Britney Spears

Kevin Mazur/Getty Images

Jamie Spears est en croisade contre BreatheHeavy.com

Dans une note aux lecteurs, le fournisseur du "site fan-club numéro un de Britney Spears" a déclaré que le père de la reine de la pop avait exigé qu'il ferme le site Internet — qui est très critique de l'arrangement de tutelle actuel de Britney — le qualifiant de "über-fan qui est allé trop loin".

"Je me bats contre la tutelle sous laquelle est actuellement Britney depuis des mois", a écrit le propriétaire de BreatheHeavy.com, Jordan Miller. "Quand je ne me suis pas conformé aux demandes et exigences des managers et du père de Britney, Jamie Spears, me demandant de garder le silence, ça les a mis en colère et ils sont devenus méchants, en lançant ce que je considère comme une attaque injuste, contre moi et mon site Internet."

Selon Miller, il a reçu une notifictaion des avocats de Jamie pour le forcer à fermer le site avant 15 h aujourd'hui ou il recevra une injonction.

La lettre légale accusait Miller de différentes violations de droits d'auteur et marques déposées, pour avoir affiché des paroles des chansons de Britney, des photos, vidéos et extraits audio, sans autorisation.
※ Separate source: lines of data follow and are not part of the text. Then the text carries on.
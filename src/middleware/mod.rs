pub mod request_id;

pub use request_id::{RequestIdExt, RequestIdMiddleware, RequestIdMiddlewareService};
use actix_web::{http::StatusCode, test, web, App};
use pretty_assertions::assert_eq;
use serial_test::serial;

use peopledesk::routes;

mod common;

#[actix_web::test]
#[serial]
async fn me_without_token_is_unauthorized() {
    // Arrange
    let ctx = common::TestContext::new();

    let app = test::init_service(
        App::new()
            .app_data(ctx.app_state.clone())
            .app_data(ctx.config_data.clone())
            .service(web::scope("/api/v1").configure(routes::auth::configure)),
    )
    .await;

    // Act
    let req = test::TestRequest::get().uri("/api/v1/auth/me").to_request();
    let resp = test::call_service(&app, req).await;

    // Assert
    assert_eq!(resp.status(), StatusCode::UNAUTHORIZED);
}

#[actix_web::test]
#[serial]
async fn me_with_garbage_token_is_unauthorized() {
    // Arrange
    let ctx = common::TestContext::new();

    let app = test::init_service(
        App::new()
            .app_data(ctx.app_state.clone())
            .app_data(ctx.config_data.clone())
            .service(web::scope("/api/v1").configure(routes::auth::configure)),
    )
    .await;

    // Act
    let req = test::TestRequest::get()
        .uri("/api/v1/auth/me")
        .insert_header(("Authorization", "Bearer not-a-jwt"))
        .to_request();
    let resp = test::call_service(&app, req).await;

    // Assert
    assert_eq!(resp.status(), StatusCode::UNAUTHORIZED);
}

#[actix_web::test]
#[serial]
async fn token_without_bearer_prefix_is_rejected() {
    // Arrange
    let ctx = common::TestContext::new();
    let token = common::bearer_token(
        peopledesk::database::models::EmployeeRole::Admin,
        &ctx.config,
    );
    let bare = token.trim_start_matches("Bearer ").to_string();

    let app = test::init_service(
        App::new()
            .app_data(ctx.app_state.clone())
            .app_data(ctx.config_data.clone())
            .service(web::scope("/api/v1").configure(routes::auth::configure)),
    )
    .await;

    // Act
    let req = test::TestRequest::get()
        .uri("/api/v1/auth/me")
        .insert_header(("Authorization", bare))
        .to_request();
    let resp = test::call_service(&app, req).await;

    // Assert
    assert_eq!(resp.status(), StatusCode::UNAUTHORIZED);
}
use actix_web::{web, HttpResponse, Result};
use serde_json::json;

use crate::config::Config;
use crate::database::models::{
    EmployeeInfo, ForgotPasswordInput, LoginInput, RegisterInput, ResetPasswordInput,
    VerifyOtpInput,
};
use crate::handlers::shared::ApiResponse;
use crate::services::auth::Claims;
use crate::AppState;

pub async fn register(
    state: web::Data<AppState>,
    input: web::Json<RegisterInput>,
) -> Result<HttpResponse> {
    let response = state.auth_service.register(input.into_inner()).await?;

    Ok(ApiResponse::created(response))
}

pub async fn verify_otp(
    state: web::Data<AppState>,
    input: web::Json<VerifyOtpInput>,
) -> Result<HttpResponse> {
    let response = state.auth_service.verify_otp(input.into_inner()).await?;

    Ok(ApiResponse::success(response))
}

pub async fn login(
    state: web::Data<AppState>,
    input: web::Json<LoginInput>,
) -> Result<HttpResponse> {
    let response = state.auth_service.login(input.into_inner()).await?;

    Ok(ApiResponse::success(response))
}

pub async fn me(claims: Claims, state: web::Data<AppState>) -> Result<HttpResponse> {
    let employee = state.auth_service.current_employee(&claims).await?;

    Ok(ApiResponse::success(EmployeeInfo::from(employee)))
}

pub async fn forgot_password(
    state: web::Data<AppState>,
    config: web::Data<Config>,
    input: web::Json<ForgotPasswordInput>,
) -> Result<HttpResponse> {
    let otp = state
        .auth_service
        .forgot_password(input.into_inner())
        .await?;

    // Surface the OTP outside production; mail delivery is an external concern
    if !config.is_production() {
        return Ok(ApiResponse::success(json!({ "otp": otp })));
    }

    Ok(ApiResponse::success_message("OTP sent to your email."))
}

pub async fn reset_password(
    state: web::Data<AppState>,
    input: web::Json<ResetPasswordInput>,
) -> Result<HttpResponse> {
    state
        .auth_service
        .reset_password(input.into_inner())
        .await?;

    Ok(ApiResponse::success_message("Password reset successfully"))
}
Mais Miller ne mord pas à l'hameçon.

"Le vrai problème, à mon avis, est caché derrière ces accusations de non-respect de droits d'auteur. Ses managers, en particulier son père et tuteur, Jamie Spears, qui gagne 18 000 $ par mois grâce à sa fille, tente désespérément de cacher la vérité sur l'emprisonnement de sa fille, et il veut faire taire tous ceux qui ne sont pas d'accord avec leurs machinations et leur exploitation égoïste d'une mère innocente de deux enfants, poussée sous les feux des projecteurs seulement quelques mois après une hospitalisation", a écrit Miller.
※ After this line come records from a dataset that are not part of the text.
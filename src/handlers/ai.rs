use actix_web::{web, HttpResponse, Result};
use serde::{Deserialize, Serialize};
use serde_json::json;
use uuid::Uuid;

use crate::database::repositories::EmployeeRepository;
use crate::error::AppError;
use crate::handlers::shared::ApiResponse;
use crate::services::ai::ChatTurn;
use crate::services::auth::Claims;
use crate::services::AiService;

#[derive(Debug, Deserialize)]
#[serde(rename_all = "camelCase")]
pub struct ChatInput {
    pub message: String,
    pub context: Option<String>,
    #[serde(default)]
    pub conversation_history: Vec<ChatTurn>,
}

#[derive(Debug, Deserialize)]
#[serde(rename_all = "camelCase")]
pub struct CareerPathInput {
    pub employee_id: Option<Uuid>,
}

#[derive(Debug, Deserialize)]
#[serde(rename_all = "camelCase")]
pub struct RoadmapInput {
    pub employee_id: Option<Uuid>,
    pub role: Option<String>,
}

#[derive(Debug, Deserialize)]
#[serde(rename_all = "camelCase")]
pub struct ScreeningInput {
    pub job_title: String,
    pub job_description: String,
    pub question_count: Option<u8>,
    pub difficulty: Option<String>,
}

#[derive(Debug, Serialize)]
struct FaqEntry {
    id: u32,
    question: &'static str,
    answer: &'static str,
}

/// HR assistant chat backed by the completions API
pub async fn chat(
    _claims: Claims,
    service: web::Data<AiService>,
    input: web::Json<ChatInput>,
) -> Result<HttpResponse> {
    let input = input.into_inner();
    if input.message.trim().is_empty() {
        return Err(AppError::BadRequest("Message is required".into()).into());
    }

    let context = input.context.as_deref().unwrap_or("hr");
    let reply = service
        .chat(&input.message, context, &input.conversation_history)
        .await?;

    Ok(ApiResponse::success(reply))
}

/// Canned answers for the most common portal questions
pub async fn faq(_claims: Claims) -> Result<HttpResponse> {
    let faqs = [
        FaqEntry {
            id: 1,
            question: "How do I apply for leave?",
            answer: "You can apply for leave through the employee portal. Go to the 'Leaves' \
                     section, select your leave type, choose dates, and submit your request for \
                     manager approval.",
        },
        FaqEntry {
            id: 2,
            question: "What are the company holidays for this year?",
            answer: "You can view all company holidays in the 'Holidays' section of the \
                     dashboard. This includes national holidays and company-specific holidays.",
        },
        FaqEntry {
            id: 3,
            question: "How do I update my personal information?",
            answer: "Go to your employee profile section to update personal information such as \
                     contact details, address, and emergency contacts.",
        },
        FaqEntry {
            id: 4,
            question: "What benefits do I have access to?",
            answer: "Your benefits information can be found in the employee handbook and \
                     benefits section of the portal. This includes health insurance, retirement \
                     plans, and other company benefits.",
        },
        FaqEntry {
            id: 5,
            question: "How do I report time and attendance?",
            answer: "Use the clock-in/clock-out feature in the attendance section. Make sure to \
                     log your time accurately each day.",
        },
    ];

    Ok(ApiResponse::success(json!({ "faqs": faqs })))
}

/// Suggested next roles for an employee
pub async fn career_paths(
    claims: Claims,
    service: web::Data<AiService>,
    employees: web::Data<EmployeeRepository>,
    input: web::Json<CareerPathInput>,
) -> Result<HttpResponse> {
    let employee = resolve_employee(&claims, &employees, input.employee_id).await?;
    let response = service.career_paths(&employee).await?;

    Ok(ApiResponse::success(response))
}

/// Four-tier roadmap towards a target role
pub async fn roadmap(
    claims: Claims,
    service: web::Data<AiService>,
    employees: web::Data<EmployeeRepository>,
    input: web::Json<RoadmapInput>,
) -> Result<HttpResponse> {
    let input = input.into_inner();
    let employee = resolve_employee(&claims, &employees, input.employee_id).await?;
    let roadmap = service.roadmap(&employee, input.role).await?;

    Ok(ApiResponse::success(roadmap))
}

/// Screening questions for a job opening (HR/managers)
pub async fn screening_questions(
    claims: Claims,
    service: web::Data<AiService>,
    input: web::Json<ScreeningInput>,
) -> Result<HttpResponse> {
    if !claims.can_manage_leave() {
        return Err(AppError::Forbidden("Insufficient permissions".into()).into());
    }

    let input = input.into_inner();
    if input.job_title.trim().is_empty() || input.job_description.trim().is_empty() {
        return Err(
            AppError::BadRequest("Job title and description are required".into()).into(),
        );
    }

    let count = input.question_count.unwrap_or(5).clamp(1, 20);
    let difficulty = input.difficulty.as_deref().unwrap_or("medium");

    let questions = service
        .screening_questions(&input.job_title, &input.job_description, count, difficulty)
        .await?;

    Ok(ApiResponse::success(questions))
}

/// Career features default to the caller; querying someone else requires a
/// management role.
async fn resolve_employee(
    claims: &Claims,
    employees: &EmployeeRepository,
    employee_id: Option<Uuid>,
) -> Result<crate::database::models::Employee, AppError> {
    let target = employee_id.unwrap_or(claims.sub);
    if target != claims.sub && !claims.can_manage_leave() {
        return Err(AppError::Forbidden(
            "Cannot request career data for other employees".into(),
        ));
    }

    employees
        .find_by_id(target)
        .await?
        .ok_or_else(|| AppError::NotFound("Employee not found".into()))
}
Selon les termes de la tutelle, Jamie gagne 2 500 $ par semaine sur les biens de Britney, plus de l'argent pour un leasing de voiture.

Miller affirme que Jamie Spears a menacé au téléphone "de le détruire", s'il ne ferme pas son site définitivement.

"Ils disent que j'utilise le nom et l'image de Britney sans son autorisation, pour gagner de l'argent, même si l'argent est réinvesti dans le site Internet", a dit Miller, un étudiant à Las Vegas, à E! News vendredi. "Les avocats se fichent de savoir si je fais des bénéfices ou non. Ils disent que toute image de Britney que j'utilise est une infraction et une violation de son droit à la publicité et à son intimité."

Cependant, selon lui, les avocats de Spears n'ont pas voulu donner d'exemples spécifiques des violations en question. Ils ont proposé de le laisser continuer son site tant qu'ils ont un droit de regard sur tout ce qu'il y met.

"S'ils font ça, ce n'est pas mon site. C'est un autre site qu'ils peuvent gérer et contrôler", a dit Miller.

Breatheheavy.com fonctionne actuellement, mais tous les liens mènent à une lettre d'adieux de Miller.

"Je voudrais vous remercier du fond du cœur pour votre loyauté et votre soutien durant ces 5 dernières années où BreatheHeavy était ouvert", a écrit Miller.

Les porte-parole de Spears n'ont pas répondu à nos appels demandant leur commentaire.